Movie/review

A divided Supreme Court weighs Texas abortion law for the third time

[ad_1]

For the third time, a divided Supreme Court will consider the Texas law that has stopped most abortions in that state. This time, the court is not ruling on the law’s constitutionality but deciding whether abortion providers and the Biden administration can sue to block it in federal court.

The justices will hear two hours of arguments Monday on the thicket of procedural questions that have thwarted advocates of abortion rights and kept in place the state’s strict new limits on abortions.

While the lawyers will argue over procedure, the overriding question is whether the conservative court will stand in the way of a state’s bid to stop abortions. So far, the answer has been no.

The Texas Heartbeat Act, also known as Senate Bill 8, says it is illegal to perform an abortion after about six weeks of a pregnancy but gives the state no direct role in enforcing that ban. Instead, it authorizes private lawsuits in state courts against doctors or clinic owners who violate its provisions.

On Sept. 1, four members of the high court, including Chief Justice John G. Roberts Jr., voted to block the Texas law before it took effect, but they were unable to win over at least one more conservative to form a majority. Two weeks ago, the justices weighed the issue again after the Justice Department entered the case, but they agreed only to hear arguments on the procedural questions.

U.S. Solicitor Gen. Elizabeth B. Prelogar, who was confirmed last week by the Senate, called the Texas law an “affront” to the Constitution, as well as to the Supreme Court’s role in protecting the rights of Americans.

“Texas’s various procedural objections do not withstand scrutiny once S.B. 8 is recognized for what it is: a brazen nullification of this court’s precedents,” she wrote in a brief filed Friday.

“Texas is responsible for S.B. 8. And it is subject to this suit by the United States and an injunction by the federal courts.”

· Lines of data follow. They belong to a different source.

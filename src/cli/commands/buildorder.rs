//! Build order command implementation
//!
//! Implements `gridorder buildorder`: discover the workspace, build the
//! order, verify it and write the document.

use std::path::PathBuf;

use anyhow::{Context, Result};

use crate::cli::output::status;
use crate::cli::GlobalOptions;
use crate::core::builder::OrderBuilder;
use crate::core::model::BuildOrder;
use crate::core::workspace_config::WorkspaceConfig;
use crate::infra::{discovery, document};

/// Discover the workspace and build its verified order
pub fn build(options: &GlobalOptions, config: &WorkspaceConfig) -> Result<BuildOrder> {
    let descriptor = options.descriptor(config);
    let workspace = discovery::discover(&options.root, descriptor)
        .with_context(|| format!("Failed to load workspace at {}", options.root.display()))?;

    let order = OrderBuilder::new(&options.root)
        .build(&workspace)
        .context("Failed to build the build order")?;
    order
        .verify_ordering()
        .context("Build order is not topologically sorted")?;

    Ok(order)
}

/// Execute the buildorder command, returning the written path
pub fn execute(options: &GlobalOptions, output: Option<PathBuf>) -> Result<PathBuf> {
    let config = options.config()?;
    let output = output.unwrap_or_else(|| PathBuf::from(config.output()));
    let output = options.resolve(&output);

    let order = build(options, &config)?;
    tracing::info!("Build order has {} projects", order.len());

    document::write_build_order(&order, &output)?;

    if options.json {
        println!(
            "{}",
            serde_json::json!({ "output": output, "projects": order.len() })
        );
    } else if !options.quiet {
        println!("{} Wrote build order to: {}", status::SUCCESS, output.display());
    }

    Ok(output)
}
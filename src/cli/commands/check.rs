//! Check command implementation
//!
//! Implements `gridorder check` to verify that an existing build order
//! document lists every project after the projects it depends on.

use std::path::PathBuf;

use anyhow::Result;

use crate::cli::output::status;
use crate::cli::GlobalOptions;
use crate::infra::document;

/// Execute the check command
pub fn execute(options: &GlobalOptions, document_path: Option<PathBuf>) -> Result<()> {
    let path = match document_path {
        Some(path) => options.resolve(&path),
        None => {
            let config = options.config()?;
            options.resolve(&PathBuf::from(config.output()))
        }
    };

    let order = document::read_build_order(&path)?;
    order.verify_ordering()?;

    if options.json {
        println!(
            "{}",
            serde_json::json!({ "document": path, "projects": order.len(), "valid": true })
        );
    } else if !options.quiet {
        if order.is_empty() {
            println!("{} {} contains no projects", status::WARNING, path.display());
        } else {
            println!(
                "{} {}: {} projects in valid build order",
                status::SUCCESS,
                path.display(),
                order.len()
            );
        }
    }

    Ok(())
}
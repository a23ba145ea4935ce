//! Project handles and the read-only graph view consumed by the order builder

use std::fmt;
use std::path::{Path, PathBuf};

/// Handle to a project known to a [`ProjectGraph`]
#[derive(Debug, Clone, Copy, PartialEq, Eq, Hash, PartialOrd, Ord)]
pub struct ProjectId(pub(crate) usize);

impl ProjectId {
    /// Create a handle from an index chosen by the graph implementation
    pub fn new(index: usize) -> Self {
        Self(index)
    }

    /// Index this handle was created from
    pub fn index(self) -> usize {
        self.0
    }
}

impl fmt::Display for ProjectId {
    fn fmt(&self, f: &mut fmt::Formatter<'_>) -> fmt::Result {
        write!(f, "#{}", self.0)
    }
}

/// A project as seen by the graph
///
/// Identity and location are optional because a graph may know about a
/// project only partially (for example a parent that lives outside the
/// workspace and has no descriptor on disk).
#[derive(Debug, Clone, Default, PartialEq, Eq)]
pub struct Project {
    /// Group id, possibly inherited from the parent
    pub group_id: Option<String>,
    /// Artifact id
    pub artifact_id: Option<String>,
    /// Absolute path to the project descriptor
    pub file: Option<PathBuf>,
    /// Parent project, which may or may not be a workspace member
    pub parent: Option<ProjectId>,
}

impl Project {
    /// Create a project with full coordinates and a descriptor location
    pub fn new(
        group_id: impl Into<String>,
        artifact_id: impl Into<String>,
        file: impl Into<PathBuf>,
    ) -> Self {
        Self {
            group_id: Some(group_id.into()),
            artifact_id: Some(artifact_id.into()),
            file: Some(file.into()),
            parent: None,
        }
    }

    /// Set the parent project
    #[must_use]
    pub fn with_parent(mut self, parent: ProjectId) -> Self {
        self.parent = Some(parent);
        self
    }

    /// Descriptor location, if known
    pub fn file(&self) -> Option<&Path> {
        self.file.as_deref()
    }

    /// Human-readable label: coordinates when complete, else the descriptor path
    pub fn label(&self) -> String {
        match (&self.group_id, &self.artifact_id, &self.file) {
            (Some(group), Some(artifact), _) => format!("{group}:{artifact}"),
            (None, Some(artifact), _) => format!("?:{artifact}"),
            (_, None, Some(file)) => file.display().to_string(),
            (_, None, None) => "<unknown>".to_string(),
        }
    }
}

/// Read-only view of a sorted project dependency graph
pub trait ProjectGraph {
    /// Workspace members in build order
    fn sorted_projects(&self) -> &[ProjectId];

    /// Immediate upstream members of a project, in declaration order
    fn upstream_projects(&self, id: ProjectId) -> Vec<ProjectId>;

    /// Look up a project by handle
    fn project(&self, id: ProjectId) -> Option<&Project>;
}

Prelogar’s argument rests on the idea that federal law is, as the Constitution states, the “supreme law of the land.” Yet throughout its history, the Supreme Court has shielded states from being sued directly. States are said to have “sovereign immunity” unless Congress has acted to waive it.

After the Civil War, however, the Reconstruction Congress passed the Civil Rights Act of 1871, which authorized suits in federal court against any person who, acting “under color of” state law, deprives others of their rights protected by the Constitution.

Typically, lawyers rely on this section of the 1871 act to sue state or local officials who are enforcing an unconstitutional law. But in this instance, the abortion rights advocates were not sure who to sue. They could not point to particular state officials or to the unknown private individuals who may sue an abortion doctor. As a fallback, they named state judges who might have to rule on a suit.

But the 5th Circuit Court of Appeals has twice rejected efforts to block the Texas law.

The first appeal to be heard Monday arose from a coalition of abortion providers who sued in July seeking to stop the Texas law. The second comes from the Justice Department, which sued in September, a week after the law took effect.

The Biden administration’s attorney acknowledged that the procedural law is not clearly on her side.

“To be sure, no state has ever attacked the supremacy of federal law through this mechanism before,” Prelogar wrote. “But the novelty of Texas’s unprecedented scheme does not render the federal courts powerless to redress the state’s ongoing violation of the Constitution.”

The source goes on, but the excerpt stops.